Valentine’s Day can be a make-or-break situation for couples. We’ve asked our expert couples and relationship therapists to provide some insights for partners as they navigate these complicated holiday waters.
Alexandra Solomon, PhD, a licensed clinical psychologist and Assistant Clinical Professor at The Family Institute, provides today’s tips.
Valentine’s Day means what you make it mean.
“There is nothing inherently magical about Valentine’s Day. We do know that rituals are very important for couples and for families. Rituals provide a sort of punctuation in the time line of our lives, giving us the opportunity to pause. When we pause we can reflect and express what is inside of us. If we can use a holiday like Valentine’s Day to step out of the pace of day-to-day life with the intention of cherishing the bond that we have with our intimate partner, then the holiday can be quite enriching and beneficial.
My favorite definition of intimacy comes from feminist researcher, Kaethe Weingarten, and it is, ‘intimacy is the co-construction of meaning that leads to coordinated action.’ In other words, intimacy is whatever YOU and I deem it to be within our relationship. If WE have created meaningful ritual around Valentine’s Day, and if we use that ritual in the service of our love, then Valentine’s Day is a vehicle for intimacy.”
We love love.
“Even though the marriage rate is declining in a rather shocking way, most people continue to report that they would like to marry. At our core, we, as humans, are relational. We are hard-wired for closeness and connection despite the pain and heartbreak that can come when we take the risk to love. So, in that way, Valentine’s Day gives us a chance to celebrate love, which we love!
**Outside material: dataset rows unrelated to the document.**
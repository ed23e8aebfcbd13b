//! Command Dispatcher.
//!
//! Applies one [`Command`] to the device registry and relay state, wakes
//! the loop it concerns, and sends the acknowledgement if the command has
//! one.
//!
//! | Command | Device  | Effect                                   | Reply    |
//! |---------|---------|------------------------------------------|----------|
//! | `ENA`   | sensor  | power up ADC, enable, wake sampler       | `DONE`   |
//! | `ENA`   | relay   | claim pin, restore level, wake actuator  | `DONE`   |
//! | `DIS`   | sensor  | disable, power down ADC                  | `DONE`   |
//! | `DIS`   | relay   | remember level, release pin              | `DONE`   |
//! | `ACT`   | relay   | set commanded level (`"0"` / `"1"`)      | none     |
//! | `STA`   | any     | none                                     | `0`/`1`  |
//! | `DUR`   | sensor  | set interval (seconds), wake sampler     | none     |
//!
//! Nothing is ever negatively acknowledged. A command that does not apply
//! returns [`Outcome::Ignored`] and bumps the matching diagnostics counter.
//!
//! Lock discipline: the device lock is released before the serial guard is
//! taken. A sensor is marked enabled only after its `DONE` is written, so
//! the acknowledgement always precedes the first reading.

use std::sync::Arc;

use core::time::Duration;

use log::{debug, info};

use crate::app::commands::{Command, CommandKind, Device};
use crate::app::events::Report;
use crate::app::ports::{AnalogPort, DigitalOutputPort, SerialTx};
use crate::app::registry::DeviceRegistry;
use crate::diagnostics::Diagnostics;
use crate::drivers::serial_guard::SerialGuard;
use crate::error::Result;

/// Why a command had no effect.
#[derive(Debug, Clone, Copy, PartialEq, Eq)]
pub enum Ignored {
    /// The node ID matches no device.
    UnknownNode,
    /// The command does not apply to this kind of device.
    NotApplicable,
    /// DISABLE of a device that is not enabled.
    NotEnabled,
    /// The payload is not a value the command accepts.
    InvalidPayload,
}

/// What a dispatched command did.
#[derive(Debug, Clone, Copy, PartialEq, Eq)]
pub enum Outcome {
    /// State changed (or was already as requested) and a reply was sent.
    Acked,
    /// State changed; the command has no reply.
    Applied,
    Ignored(Ignored),
}

pub struct Dispatcher<A, D, S> {
    registry: DeviceRegistry<A, D>,
    serial: Arc<SerialGuard<S>>,
    diag: Arc<Diagnostics>,
    lock_timeout: Option<Duration>,
}

impl<A, D, S> Dispatcher<A, D, S>
where
    A: AnalogPort,
    D: DigitalOutputPort,
    S: SerialTx,
{
    pub fn new(
        registry: DeviceRegistry<A, D>,
        serial: Arc<SerialGuard<S>>,
        diag: Arc<Diagnostics>,
        lock_timeout: Option<Duration>,
    ) -> Self {
        Self {
            registry,
            serial,
            diag,
            lock_timeout,
        }
    }

    /// Apply one command.
    ///
    /// `Err` means a lock wait expired or a peripheral failed; the caller
    /// counts it. Ignored commands are counted here.
    pub fn dispatch(&self, cmd: &Command) -> Result<Outcome> {
        let outcome = self.apply(cmd)?;
        match outcome {
            Outcome::Ignored(reason) => {
                debug!(
                    "{} {} ignored: {:?}",
                    cmd.kind.mnemonic(),
                    cmd.node_id,
                    reason
                );
                match reason {
                    Ignored::UnknownNode => self.diag.record_unknown_node(),
                    Ignored::NotApplicable | Ignored::NotEnabled => {
                        self.diag.record_precondition_failed()
                    }
                    Ignored::InvalidPayload => self.diag.record_invalid_payload(),
                }
            }
            Outcome::Acked | Outcome::Applied => self.diag.record_command_dispatched(),
        }
        Ok(outcome)
    }

    fn apply(&self, cmd: &Command) -> Result<Outcome> {
        if cmd.kind == CommandKind::Status {
            return self.status(cmd);
        }

        let Some(device) = Device::from_node_id(cmd.node_id) else {
            return Ok(Outcome::Ignored(Ignored::UnknownNode));
        };

        match (cmd.kind, device) {
            (CommandKind::Enable, Device::Relay) => self.arm_relay(),
            (CommandKind::Enable, sensor) => self.enable_sensor(sensor),
            (CommandKind::Disable, Device::Relay) => self.disarm_relay(),
            (CommandKind::Disable, sensor) => self.disable_sensor(sensor),
            (CommandKind::Activate, Device::Relay) => self.activate(cmd.payload.as_str()),
            (CommandKind::SetDuration, sensor) if sensor.is_sensor() => {
                self.set_duration(sensor, cmd.payload.as_str())
            }
            (CommandKind::Activate | CommandKind::SetDuration, _) => {
                Ok(Outcome::Ignored(Ignored::NotApplicable))
            }
            (CommandKind::Status, _) => self.status(cmd),
        }
    }

    fn ack(&self, report: &Report) -> Result<()> {
        self.serial.send(report, self.lock_timeout)?;
        self.diag.record_ack_sent();
        Ok(())
    }

    fn enable_sensor(&self, device: Device) -> Result<Outcome> {
        let Some(gate) = self.registry.sensor(device) else {
            return Ok(Outcome::Ignored(Ignored::NotApplicable));
        };
        let fresh = gate.lock(self.lock_timeout)?.prepare()?;
        let acked = self.ack(&Report::done(device));
        if fresh {
            gate.lock(self.lock_timeout)?.mark_enabled();
            info!("{} enabled", gate.name());
            gate.wake();
        }
        acked.map(|()| Outcome::Acked)
    }

    fn disable_sensor(&self, device: Device) -> Result<Outcome> {
        let Some(gate) = self.registry.sensor(device) else {
            return Ok(Outcome::Ignored(Ignored::NotApplicable));
        };
        if !gate.lock(self.lock_timeout)?.disable() {
            return Ok(Outcome::Ignored(Ignored::NotEnabled));
        }
        info!("{} disabled", gate.name());
        self.ack(&Report::done(device))?;
        Ok(Outcome::Acked)
    }

    fn arm_relay(&self) -> Result<Outcome> {
        let gate = self.registry.relay();
        let armed = gate.lock(self.lock_timeout)?.arm()?;
        if armed {
            info!("relay armed");
        }
        let acked = self.ack(&Report::done(Device::Relay));
        if armed {
            gate.wake();
        }
        acked.map(|()| Outcome::Acked)
    }

    fn disarm_relay(&self) -> Result<Outcome> {
        if !self.registry.relay().lock(self.lock_timeout)?.disarm() {
            return Ok(Outcome::Ignored(Ignored::NotEnabled));
        }
        info!("relay disarmed");
        self.ack(&Report::done(Device::Relay))?;
        Ok(Outcome::Acked)
    }

    fn activate(&self, payload: &str) -> Result<Outcome> {
        let level = match payload {
            "1" => true,
            "0" => false,
            _ => return Ok(Outcome::Ignored(Ignored::InvalidPayload)),
        };
        let gate = self.registry.relay();
        let armed = {
            let mut cell = gate.lock(self.lock_timeout)?;
            cell.state.commanded = level;
            cell.is_armed()
        };
        if armed {
            gate.wake();
        }
        Ok(Outcome::Applied)
    }

    fn status(&self, cmd: &Command) -> Result<Outcome> {
        let commanded = self.registry.relay().lock(self.lock_timeout)?.state.commanded;
        self.ack(&Report::relay_status(cmd.node_id, commanded))?;
        Ok(Outcome::Acked)
    }

    fn set_duration(&self, device: Device, payload: &str) -> Result<Outcome> {
        let Ok(secs) = payload.trim().parse::<u32>() else {
            return Ok(Outcome::Ignored(Ignored::InvalidPayload));
        };
        let Some(gate) = self.registry.sensor(device) else {
            return Ok(Outcome::Ignored(Ignored::NotApplicable));
        };
        gate.lock(self.lock_timeout)?.slot.interval_secs = secs;
        debug!("{} interval = {}s", gate.name(), secs);
        gate.wake();
        Ok(Outcome::Applied)
    }
}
It is also the case that our economy benefits from our love of love, as there is plenty of money to be made on flowers, candy, jewelry, dinner, and the like. If these offerings are made with the intention of expressing fondness and gratitude, then it certainly seems like a win/win!”
Beware of the pitfalls.
“Remember the definition of intimacy as the co-construction of meaning. Problems can arise when one partner imposes her meaning of intimacy on the other (‘Valentine’s Day HAS to include dinner at the fanciest restaurant in town even if it is outside of our budget’). Or problems can arise if one partner withholds her desire in the hopes the other’s deep affection will allow him to simply glean her heart’s desire without her speaking it (‘If I have to tell you that I really want a dozen roses, then it doesn’t count!’).
I have chosen these pronouns intentionally. When it comes to Valentine’s Day, based on cultural conditioning and the messages we give to both genders from childhood on, I do believe that women are at somewhat greater risk than men of slipping into these ‘non-intimate’ Valentine’s Day pitfalls.
Straight couples may have internalized the cultural message that men ought to lavish women with gifts and plans for Valentine’s Day. If both members of the couple agree that feels authentic and intimate for them, then go for it! He can take the chance to create something wonderful, and she can take the chance to receive his love with enthusiasm.”
Switch to a giving mindset and be authentic.
“Valentine’s Day certainly provides the opportunity for a couple to strengthen their relationship, but couples need to show up with a giving mindset. Each partner needs to ask themselves the question, ‘How can I use this holiday to express my love and affection for my partner?’ This is going to go much better than if one of both partners approach the holiday asking, ‘How can you use this holiday to express your love for me?’
Approaching the holiday with a giving mindset makes space for the reality that individuals have unique love languages. Here are some examples. Ted wrote a poem for his partner. Rhonda washed her partner’s car without him asking. Jane let her partner sleep in while she took care of the kids. Jason offered his partner a massage. Julie bought her partner an expensive new computer gadget. These examples include acts of service, creative expressions, and material gifts. No one expression is better than any another expression, but couples get into real trouble when they act as if there is a hierarchy of expression or when they compare what they ‘got’ to what another ‘got.’ Again, the holiday is going to be the most enriching for a couple when they decide together that each partner has space and freedom to express their love in a way that feels authentic.”
Couples’ Survival Toolbox:
- Ask for what you want. Or be grateful and accepting of what you get. Expecting the other guy to read your mind and being angry and hurt when he gets it wrong is a recipe for a very unhappy Valentine’s Day.
- Love is a verb. Use Valentine’s Day as a way to enact the love you have for your partner.
- Co-create the Valentine’s Day that serves your relationship. Figure out what works for the two of you. What helps the two of you feel close, connected, and grateful? It does not have to look any particular way. Romance is defined in the space between the two of you.
- Go for it! Research shows that couples need 5 positive interactions to outweigh every 1 negative interaction. Use Valentine’s Day to increase the positivity in your relationship.
- Score-keeping is not good for a relationship, so rather than asking, “What have you done for me lately?” ask, “What have I done for you lately?” If both partners have a giving mindset, then everyone’s needs will be met.